He's a narcissist to whom the illusion of strength, even invincibility,

is essential to his image - both the image he presents to the public and the one he presents to himself. He's just had to face the reality that he came within inches of getting his head blown off. That would freak out even a normal person, but what would it do to someone who wouldn't want to be seen as an ordinary mortal guy who nearly got shot in the head, and probably would have if the shooter had been even slightly more accurate, or if the Secret Service agents hadn't protected him? He was powerless in that moment, and just as vulnerable as all the other people who he regards as his inferiors. I bet that caused him to pucker bigly. He'll overcompensate with some sort of bravado performance, exaggeration of the scratch on his ear, and, of course, attributing it all to liberals, Democrats, immigrants, BLM, uppity women and Joe Biden. But I have no doubt that he soiled his Underoos, mentally if not literally.

May 30, 2024

This reminds me a whole lot of the George Floyd case

in the sense that both cases were extremely controversial. In the Floyd case lot of people didn't think a jury would convict a cop, because historically that hasn't happened often (and still doesn't, sadly). Many right here on DU predicted a hung jury, or deliberations that would go on for a very long time, or even an acquittal. In both cases the judges handled the cases fairly, calmly and competently, and the prosecutors in both tried excellent cases (the defense, not so much - but neither defense lawyer had much to work with). In both cases the juries came back with unanimous verdicts in about the same amount of time. The cases are very different, of course, in that one involved a rogue cop and the other involved a rogue ex-president. The rogue cop behaved himself throughout the trial and didn't threaten anybody. The rogue ex-president, not so much.

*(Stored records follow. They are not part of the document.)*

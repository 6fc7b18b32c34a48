//! YAML configuration of the co-simulation.
//!
//! ```yaml
//! marsFMU:
//!   pendulum:
//!     fmu_path: models/pendulum.fmu
//!     instanceName: pendulum
//!     step_size: 0.01
//!     relative_tolerance: 0.0001
//!     inputs: [u]
//!     outputs: [theta]
//!     observed: [omega]
//!     io_mapping:
//!       joint_torque: external_torque
//!     initial_values:
//!       theta: 0.1
//! scheduler:
//!   group: mars_fmu
//!   timeout_ms: 5000
//! ```

use std::{
    fmt,
    marker::PhantomData,
    path::{Path, PathBuf},
    time::Duration,
};

use serde::{
    de::{MapAccess, Visitor},
    Deserialize, Deserializer,
};

use crate::Error;

fn default_step_size() -> f64 {
    0.001
}

fn default_relative_tolerance() -> f64 {
    0.001
}

fn default_group() -> String {
    "mars_fmu".to_owned()
}

fn default_poll_interval_ms() -> u64 {
    1
}

fn default_teardown_poll_ms() -> u64 {
    10
}

/// Deserialize a YAML mapping into a vector of entries, keeping file order.
fn ordered_map<'de, D, V>(deserializer: D) -> Result<Vec<(String, V)>, D::Error>
where
    D: Deserializer<'de>,
    V: Deserialize<'de>,
{
    struct OrderedVisitor<V>(PhantomData<V>);

    impl<'de, V: Deserialize<'de>> Visitor<'de> for OrderedVisitor<V> {
        type Value = Vec<(String, V)>;

        fn expecting(&self, formatter: &mut fmt::Formatter) -> fmt::Result {
            formatter.write_str("a mapping")
        }

        fn visit_unit<E: serde::de::Error>(self) -> Result<Self::Value, E> {
            Ok(Vec::new())
        }

        fn visit_map<A: MapAccess<'de>>(self, mut map: A) -> Result<Self::Value, A::Error> {
            let mut entries = Vec::with_capacity(map.size_hint().unwrap_or(0));
            while let Some(entry) = map.next_entry::<String, V>()? {
                entries.push(entry);
            }
            Ok(entries)
        }
    }

    deserializer.deserialize_map(OrderedVisitor(PhantomData))
}

/// How blocked callers wait for progress.
#[derive(Debug, Clone, Copy, Default, PartialEq, Eq, Deserialize)]
#[serde(rename_all = "snake_case")]
pub enum WaitStrategy {
    /// Sleep on a condition variable, woken as soon as progress is made.
    #[default]
    Condvar,
    /// Re-check the condition after every poll interval.
    Polling,
}

/// What to do when an FMI call, a variable lookup or a model load fails.
#[derive(Debug, Clone, Copy, Default, PartialEq, Eq, Deserialize)]
#[serde(rename_all = "snake_case")]
pub enum ErrorPolicy {
    /// Log the failure and carry on with whatever still works.
    #[default]
    BestEffort,
    /// Abort the current sequence and surface the error.
    FailFast,
}

/// Settings shared by the master and all nodes.
#[derive(Debug, Clone, PartialEq, Deserialize)]
#[serde(deny_unknown_fields)]
pub struct SchedulerConfig {
    /// Root directory for per-model extraction directories. Defaults to `<cwd>/tmp`.
    #[serde(default)]
    pub tmp_dir: Option<PathBuf>,

    /// Data bus group all channels are published under.
    #[serde(default = "default_group")]
    pub group: String,

    /// Idle sleep of node and master threads, and the polling period of blocked callers.
    #[serde(default = "default_poll_interval_ms")]
    pub poll_interval_ms: u64,

    /// Sleep between checks while waiting for a worker thread to exit.
    #[serde(default = "default_teardown_poll_ms")]
    pub teardown_poll_ms: u64,

    #[serde(default)]
    pub wait_strategy: WaitStrategy,

    /// Upper bound for blocking in `update()` and `reset()`. Unbounded if absent.
    #[serde(default)]
    pub timeout_ms: Option<u64>,

    #[serde(default)]
    pub error_policy: ErrorPolicy,

    /// Substituted for inputs that are unavailable or NaN.
    #[serde(default)]
    pub default_input: f64,
}

impl Default for SchedulerConfig {
    fn default() -> Self {
        Self {
            tmp_dir: None,
            group: default_group(),
            poll_interval_ms: default_poll_interval_ms(),
            teardown_poll_ms: default_teardown_poll_ms(),
            wait_strategy: WaitStrategy::default(),
            timeout_ms: None,
            error_policy: ErrorPolicy::default(),
            default_input: 0.0,
        }
    }
}

impl SchedulerConfig {
    pub fn poll_interval(&self) -> Duration {
        Duration::from_millis(self.poll_interval_ms)
    }

    pub fn teardown_poll(&self) -> Duration {
        Duration::from_millis(self.teardown_poll_ms)
    }

    pub fn timeout(&self) -> Option<Duration> {
        self.timeout_ms.map(Duration::from_millis)
    }

    /// The directory models are extracted into.
    pub fn tmp_root(&self) -> Result<PathBuf, Error> {
        match &self.tmp_dir {
            Some(dir) => Ok(dir.clone()),
            None => Ok(std::env::current_dir()?.join("tmp")),
        }
    }

    pub fn fail_fast(&self) -> bool {
        self.error_policy == ErrorPolicy::FailFast
    }
}

/// Declaration of one FMU.
#[derive(Debug, Clone, PartialEq, Deserialize)]
pub struct ModelConfig {
    /// Path of the `.fmu` archive.
    #[serde(default)]
    pub fmu_path: PathBuf,

    /// Defaults to `Instance_N`, N being the 1-based position of the model in the file.
    #[serde(rename = "instanceName", default)]
    pub instance_name: String,

    /// Fixed communication step size in seconds.
    #[serde(default = "default_step_size")]
    pub step_size: f64,

    #[serde(default = "default_relative_tolerance")]
    pub relative_tolerance: f64,

    /// FMU inputs fed from the node's command channel.
    #[serde(default)]
    pub inputs: Vec<String>,

    /// FMU outputs published on the bus.
    #[serde(default)]
    pub outputs: Vec<String>,

    /// FMU variables published on the bus for observation only.
    #[serde(default)]
    pub observed: Vec<String>,

    /// Pairs of a host signal and an FMU variable, in either order.
    #[serde(default, deserialize_with = "ordered_map")]
    pub io_mapping: Vec<(String, String)>,

    /// Values applied while the FMU is in initialization mode.
    #[serde(default, deserialize_with = "ordered_map")]
    pub initial_values: Vec<(String, f64)>,
}

impl ModelConfig {
    /// A model with default settings and no declared variables.
    pub fn new(instance_name: impl Into<String>, fmu_path: impl Into<PathBuf>) -> Self {
        Self {
            fmu_path: fmu_path.into(),
            instance_name: instance_name.into(),
            step_size: default_step_size(),
            relative_tolerance: default_relative_tolerance(),
            inputs: Vec::new(),
            outputs: Vec::new(),
            observed: Vec::new(),
            io_mapping: Vec::new(),
            initial_values: Vec::new(),
        }
    }

    pub fn with_step_size(mut self, step_size: f64) -> Self {
        self.step_size = step_size;
        self
    }

    /// Check the settings a node cannot run without.
    pub fn validate(&self) -> Result<(), Error> {
        if self.fmu_path.as_os_str().is_empty() {
            return Err(Error::Config(format!(
                "{}: fmu_path is required",
                self.instance_name
            )));
        }
        if !(self.step_size > 0.0 && self.step_size.is_finite()) {
            return Err(Error::Config(format!(
                "{}: step_size must be positive, got {}",
                self.instance_name, self.step_size
            )));
        }
        if !(self.relative_tolerance > 0.0 && self.relative_tolerance.is_finite()) {
            return Err(Error::Config(format!(
                "{}: relative_tolerance must be positive, got {}",
                self.instance_name, self.relative_tolerance
            )));
        }
        Ok(())
    }
}

/// The whole co-simulation configuration.
#[derive(Debug, Clone, Default, PartialEq, Deserialize)]
pub struct CosimConfig {
    /// Models in file order.
    #[serde(rename = "marsFMU", default, deserialize_with = "ordered_map")]
    models: Vec<(String, ModelConfig)>,

    #[serde(default)]
    pub scheduler: SchedulerConfig,
}

impl CosimConfig {
    /// Load configuration from a YAML file
    pub fn load(path: impl AsRef<Path>) -> Result<Self, Error> {
        let path = path.as_ref();
        let contents = std::fs::read_to_string(path).map_err(|err| {
            Error::Config(format!("cannot read {}: {err}", path.display()))
        })?;
        Self::from_yaml(&contents)
    }

    /// Parse from YAML string
    pub fn from_yaml(yaml: &str) -> Result<Self, Error> {
        let mut config: CosimConfig = serde_yaml::from_str(yaml)?;
        for (index, (_, model)) in config.models.iter_mut().enumerate() {
            if model.instance_name.is_empty() {
                model.instance_name = format!("Instance_{}", index + 1);
            }
        }
        config.validate()?;
        Ok(config)
    }

    /// Build a configuration programmatically; models are keyed by their instance name.
    pub fn new(models: Vec<ModelConfig>, scheduler: SchedulerConfig) -> Self {
        Self {
            models: models
                .into_iter()
                .map(|model| (model.instance_name.clone(), model))
                .collect(),
            scheduler,
        }
    }

    /// Check the scheduler settings.
    ///
    /// Models are checked one by one as they are loaded, so that a bad declaration only costs
    /// that model under [`ErrorPolicy::BestEffort`].
    pub fn validate(&self) -> Result<(), Error> {
        if self.scheduler.poll_interval_ms == 0 {
            return Err(Error::Config("poll_interval_ms must be positive".to_owned()));
        }
        Ok(())
    }

    pub fn models(&self) -> impl Iterator<Item = &ModelConfig> {
        self.models.iter().map(|(_, model)| model)
    }

    /// The key a model was declared under in the `marsFMU` mapping.
    pub fn model_keys(&self) -> impl Iterator<Item = &str> {
        self.models.iter().map(|(key, _)| key.as_str())
    }
}

#[cfg(test)]
mod tests {
    use super::*;

    const YAML: &str = r#"
marsFMU:
  pendulum:
    fmu_path: models/pendulum.fmu
    instanceName: pend
    step_size: 0.02
    inputs: [u]
    observed: [omega, theta]
    io_mapping:
      joint_torque: external_torque
      tau: wheel_motor
    initial_values:
      theta: 0.1
      omega: -0.5
  spring:
    fmu_path: models/spring.fmu
scheduler:
  group: sim
  wait_strategy: polling
  timeout_ms: 250
  error_policy: fail_fast
  default_input: 1.5
"#;

    #[test]
    fn test_from_yaml() {
        let config = CosimConfig::from_yaml(YAML).unwrap();
        assert_eq!(
            config.model_keys().collect::<Vec<_>>(),
            vec!["pendulum", "spring"]
        );

        let models: Vec<_> = config.models().collect();
        let pendulum = models[0];
        assert_eq!(pendulum.fmu_path, PathBuf::from("models/pendulum.fmu"));
        assert_eq!(pendulum.instance_name, "pend");
        assert_eq!(pendulum.step_size, 0.02);
        assert_eq!(pendulum.relative_tolerance, 0.001);
        assert_eq!(pendulum.inputs, vec!["u"]);
        assert!(pendulum.outputs.is_empty());
        assert_eq!(pendulum.observed, vec!["omega", "theta"]);
        assert_eq!(
            pendulum.io_mapping,
            vec![
                ("joint_torque".to_owned(), "external_torque".to_owned()),
                ("tau".to_owned(), "wheel_motor".to_owned()),
            ]
        );
        assert_eq!(
            pendulum.initial_values,
            vec![("theta".to_owned(), 0.1), ("omega".to_owned(), -0.5)]
        );

        let spring = models[1];
        assert_eq!(spring.instance_name, "Instance_2");
        assert_eq!(spring.step_size, 0.001);

        let scheduler = &config.scheduler;
        assert_eq!(scheduler.group, "sim");
        assert_eq!(scheduler.wait_strategy, WaitStrategy::Polling);
        assert_eq!(scheduler.timeout(), Some(Duration::from_millis(250)));
        assert!(scheduler.fail_fast());
        assert_eq!(scheduler.default_input, 1.5);
        assert_eq!(scheduler.poll_interval(), Duration::from_millis(1));
        assert_eq!(scheduler.teardown_poll(), Duration::from_millis(10));
    }

    #[test]
    fn test_defaults() {
        let config = CosimConfig::from_yaml("marsFMU: {}").unwrap();
        assert_eq!(config.models().count(), 0);
        assert_eq!(config.scheduler, SchedulerConfig::default());
        assert_eq!(config.scheduler.timeout(), None);
        assert_eq!(
            config.scheduler.tmp_root().unwrap(),
            std::env::current_dir().unwrap().join("tmp")
        );
    }

    #[test]
    fn test_invalid_model_is_kept() {
        let yaml = "marsFMU:\n  good:\n    fmu_path: good.fmu\n  bad:\n    step_size: 0.02\n";
        let config = CosimConfig::from_yaml(yaml).unwrap();
        let models: Vec<_> = config.models().collect();
        assert_eq!(models.len(), 2);
        assert!(models[0].validate().is_ok());

        let err = models[1].validate().unwrap_err();
        assert_eq!(err.kind(), crate::ErrorKind::Configuration);
        assert_eq!(
            err.to_string(),
            "Invalid configuration: Instance_2: fmu_path is required"
        );

        let zero_step = ModelConfig::new("a", "a.fmu").with_step_size(0.0);
        let err = zero_step.validate().unwrap_err();
        assert!(err.to_string().contains("step_size"));
    }

    #[test]
    fn test_invalid_scheduler() {
        let err = CosimConfig::from_yaml("scheduler:\n  poll_interval_ms: 0\n").unwrap_err();
        assert!(err.to_string().contains("poll_interval_ms"));

        let err = CosimConfig::from_yaml("scheduler:\n  wait_strategy: spin\n").unwrap_err();
        assert!(matches!(err, Error::Yaml(_)));
    }

    #[test]
    fn test_load_missing_file() {
        let err = CosimConfig::load("/nonexistent/fmu.yml").unwrap_err();
        assert_eq!(err.kind(), crate::ErrorKind::Configuration);
    }
}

But the system worked in both cases, and that makes me very happy.

May 29, 2024

I do not understand people who share every aspect of their lives on Facebook

or other social media. Even on DU there's a certain amount of what for me, at least, would be over-sharing, but at least we have the relative safety and anonymity of screen names. On Facebook, though, you're just out there, telling everybody what you, Jane P. Bingleford of Bilgewater, OH, had for dinner while letting burglars know you're out of town on a marvelous vacation in the Bahamas; that your hemorrhoids are acting up again; and worst of all, that your son Fred still wets his bed and you're SO worried because he's going to summer camp next week, and your daughter Zelda just got her first bra and isn't that wonderful? The mother of the woman in the linked article must be some kind of fucked up to have exposed her children the way she did. If you, an adult, want to tell the whole world about the rash on your butt, go ahead (not that most other people actually want to know), but the harm done by narcissistic, attention-seeking parents who broadcast every minute of their children's lives is incalculable. We have become so used to not having privacy that we don't even respect our own.

January 14, 2024

Nixon resigned because he knew he was going to be impeached,

and he accepted Ford's pardon because he knew he was likely to be prosecuted. There was never any question about immunity at the time. Sometime later, in 1977, he said in an interview that when a president does something it's legal. Nobody ever actually believed that, though; and Nixon certainly didn't either. In fact, that statement was qualified as referring to acts taken for purposes of national security. Here's a transcript of that part of the interview:

Frost: So, what in a sense you’re saying is that there are certain situations and the Huston plan or that part of it was one of them where the president can decide that it’s in the best interest of the nation or something and do something illegal.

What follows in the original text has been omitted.